Unlike almost every other sector of the economy, the health insurance industry appears to be profiting from the coronavirus pandemic. While some people need costly COVID-19 care, elective surgeries have all but disappeared and people are going to the doctor and ER less. The cost of elective and emergency non-COVID care appears to be a lot greater than the cost of treating COVID-19 patients.
No question that fewer people have health insurance since the coronavirus outbreak. Thirty million people have lost their jobs, and millions have lost their employer coverage. But, so far, that has not affected health insurer profitability.
Moody’s investor services reported at the end of April that most insurers would remain solidly profitable this year under the most likely scenarios for infection rates and patient health care needs. It noted that most insurers have high levels of excess capital. It also stated that national insurers would make out best.
UnitedHealth Group showed strong profits in the first quarter of this year. It makes a lot of its money off of Medicare Advantage plans, private health plans that provide Medicare benefits. And, it has been gaining business in that market.
Notwithstanding their financial situations, insurers are threatening to raise premiums significantly next year if they don’t get stimulus money. They are arguing that they could spend as much as $250 billion on COVID-19 care this year. They want the federal government to subsidize people’s health insurance today.
Many Democrats in Congress support legislation that would cover the cost of people’s former job insurance, paying for COBRA. But, COBRA does not guarantee people access to care, it simply extends people’s coverage. Most health care coverage comes with high deductibles and copays. Moreover, the proposed legislation only helps people who have just lost their health insurance. And, it is not cost-effective.

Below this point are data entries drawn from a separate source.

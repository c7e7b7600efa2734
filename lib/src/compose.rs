use std::sync::Arc;

use crate::fragment::{Fragment, FragmentStore};
use crate::markup::{snippets, Document, Node, Snippet};

/// The order in which fragments are injected. Later fragments may depend on
/// the layout established by earlier ones.
pub const INJECTION_ORDER: [&str; 4] = ["skip", "preloader", "navbar", "footer"];

/// The attribute naming the fragment a mount point requests.
pub const MOUNT_ATTR: &str = "data-include";

/// Receives every live snippet as its fragment instance is inserted.
pub trait SnippetHost {
    fn activate(&mut self, snippet: &Snippet);
}

impl SnippetHost for () {
    fn activate(&mut self, _: &Snippet) { }
}

impl<F: FnMut(&Snippet)> SnippetHost for F {
    fn activate(&mut self, snippet: &Snippet) {
        self(snippet)
    }
}

#[derive(Debug, Clone)]
pub struct PartialComposer {
    order: Vec<Arc<str>>,
    mount_attr: Arc<str>,
}

impl Default for PartialComposer {
    fn default() -> Self {
        PartialComposer {
            order: INJECTION_ORDER.iter().map(|&n| n.into()).collect(),
            mount_attr: MOUNT_ATTR.into(),
        }
    }
}

impl PartialComposer {
    pub fn new() -> Self {
        PartialComposer::default()
    }

    pub fn with_order<I, S>(mut self, order: I) -> Self
        where I: IntoIterator<Item = S>, S: Into<Arc<str>>
    {
        self.order = order.into_iter().map(Into::into).collect();
        self
    }

    pub fn with_mount_attr(mut self, attr: &str) -> Self {
        self.mount_attr = attr.into();
        self
    }

    pub fn order(&self) -> impl Iterator<Item = &str> {
        self.order.iter().map(|n| &**n)
    }

    /// Replaces every mount point in `document` with an instance of the
    /// fragment it names, one fragment at a time in injection order.
    ///
    /// Fragments missing from `store` and mount points naming unknown
    /// fragments are left alone.
    pub fn compose<H>(&self, store: &FragmentStore, document: &mut Document, host: &mut H)
        where H: SnippetHost + ?Sized
    {
        self.compose_nodes(store, &mut document.nodes, host)
    }

    pub fn compose_nodes<H>(&self, store: &FragmentStore, nodes: &mut Vec<Node>, host: &mut H)
        where H: SnippetHost + ?Sized
    {
        for name in &self.order {
            let Some(fragment) = store.get(name) else {
                tracing::debug!(fragment = &**name, "no such fragment; skipping");
                continue;
            };

            let mounts = inject(nodes, &self.mount_attr, fragment, host);
            tracing::debug!(fragment = &**name, mounts, "injected fragment");
        }
    }
}

// Mounts inside a freshly inserted instance are not revisited for the same
// fragment: the set of mounts is the one present before injection began.
fn inject<H>(nodes: &mut Vec<Node>, attr: &str, fragment: &Fragment, host: &mut H) -> usize
    where H: SnippetHost + ?Sized
{
    let mut mounts = 0;
    let mut i = 0;
    while i < nodes.len() {
        let element = match &mut nodes[i] {
            Node::Element(e) => e,
            _ => { i += 1; continue; }
        };

        if element.attr(attr) != Some(&*fragment.name) {
            mounts += inject(&mut element.children, attr, fragment, host);
            i += 1;
            continue;
        }

        let instance = fragment.instantiate();
        let len = instance.len();
        nodes.splice(i..i + 1, instance);
        for snippet in snippets(&nodes[i..i + len]) {
            host.activate(snippet);
        }

        mounts += 1;
        i += len;
    }

    mounts
}

#[cfg(test)]
mod tests {
    use super::*;
    use crate::markup::to_html;

    const PARTIALS: &str = r##"
        <template id="tpl-skip"><a class="skip-link" href="#main">Skip</a></template>
        <template id="tpl-preloader"><div class="preloader"></div></template>
        <template id="tpl-navbar"><nav><a class="nav-link" href="index.html">Home</a></nav><script src="js/nav.js"></script></template>
        <template id="tpl-footer"><footer><div data-include="navbar"></div><script>year()</script></footer></template>
    "##;

    fn store() -> FragmentStore {
        FragmentStore::parse(PARTIALS.as_bytes())
    }

    fn body(html: &str) -> Document {
        Document { doctype: None, nodes: Document::parse_fragment(html) }
    }

    #[test]
    fn replaces_every_mount() {
        let mut page = body(r#"<div data-include="navbar"></div><main>x</main><div data-include="navbar"></div>"#);
        PartialComposer::new().compose(&store(), &mut page, &mut ());

        let html = to_html(&page.nodes);
        assert_eq!(html.matches("<nav>").count(), 2);
        assert!(!html.contains("data-include"));
        assert!(html.contains("<main>x</main>"));
    }

    #[test]
    fn unknown_mounts_are_left_in_place() {
        let mut page = body(r#"<div data-include="sidebar">placeholder</div>"#);
        let before = page.clone();
        PartialComposer::new().compose(&store(), &mut page, &mut ());
        assert_eq!(page, before);

        let mut page = body(r#"<div data-include="navbar"></div>"#);
        PartialComposer::new().compose(&FragmentStore::new(), &mut page, &mut ());
        assert_eq!(to_html(&page.nodes), r#"<div data-include="navbar"></div>"#);
    }

    #[test]
    fn snippets_activate_once_per_mount_in_order() {
        let mut page = body(r#"<div data-include="footer"></div><div data-include="navbar"></div>
            <div data-include="navbar"></div><div data-include="skip"></div>"#);

        let mut activated = vec![];
        let mut host = |s: &Snippet| activated.push(s.src().unwrap_or(&s.body).to_string());
        PartialComposer::new().compose(&store(), &mut page, &mut host);

        // navbar goes before footer; the navbar mount inside the footer is
        // resolved only if the footer was already present, which it isn't.
        assert_eq!(activated, ["js/nav.js", "js/nav.js", "year()"]);
        assert!(page.snippets().iter().all(|s| s.is_live()));
        assert_eq!(page.select(|e| e.attr(MOUNT_ATTR).is_some()).len(), 1);
    }

    #[test]
    fn fixed_order_resolves_dependent_mounts() {
        let composer = PartialComposer::new().with_order(["footer", "navbar"]);
        let mut page = body(r#"<div data-include="footer"></div>"#);
        composer.compose(&store(), &mut page, &mut ());
        assert_eq!(page.select(|e| e.is("nav")).len(), 1);
        assert!(page.select(|e| e.attr(MOUNT_ATTR).is_some()).is_empty());
    }

    #[test]
    fn custom_mount_attribute() {
        let composer = PartialComposer::new().with_mount_attr("data-partial");
        assert_eq!(composer.order().collect::<Vec<_>>(), INJECTION_ORDER);

        let mut page = body(r#"<div data-partial="navbar"></div><div data-include="navbar"></div>"#);
        composer.compose(&store(), &mut page, &mut ());
        assert_eq!(page.select(|e| e.is("nav")).len(), 1);
        assert_eq!(page.select(|e| e.attr(MOUNT_ATTR).is_some()).len(), 1);
        assert!(page.select(|e| e.attr("data-partial").is_some()).is_empty());
    }

    #[test]
    fn self_referencing_mounts_are_not_revisited() {
        let mut store = FragmentStore::new();
        store.insert(Fragment::new("skip", Document::parse_fragment(r#"<div data-include="skip"></div>"#)));

        let mut page = body(r#"<div data-include="skip"></div>"#);
        PartialComposer::new().compose(&store, &mut page, &mut ());
        assert_eq!(to_html(&page.nodes), r#"<div data-include="skip"></div>"#);
    }
}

Senator Bernie Sanders and Congresswoman Pramila Jayapal are proposing legislation that would have Medicare cover people’s health care, which is cost-effective and ensures people access to care. It has the added advantage of enabling the government to collect data on who’s receiving care and where resources need to be allocated.
Whatever happens in Congress, many states limit the amount that insurers can raise premiums from one year to the next. And, generally, premiums for next year need to reflect expected costs, not losses in 2020. Still, one California analysis suggested that health insurance premiums could rise as much as 40 percent in 2021.
We don’t yet know how things will work out for corporate health insurers. Right now, many states are requiring insurers to cover people’s COVID-19 related copays as well as to waive copays for telehealth. And, in some states, such as New York, governors have told insurers that they cannot cancel some health plans because of nonpayment of premiums.
Because of the pandemic, we do know how unreliable and costly employer coverage can be, even when people most need it. Isn’t it time to move to guaranteed health care for all, health insurance people can count on, regardless of their employment status, where they live or their age, health and income?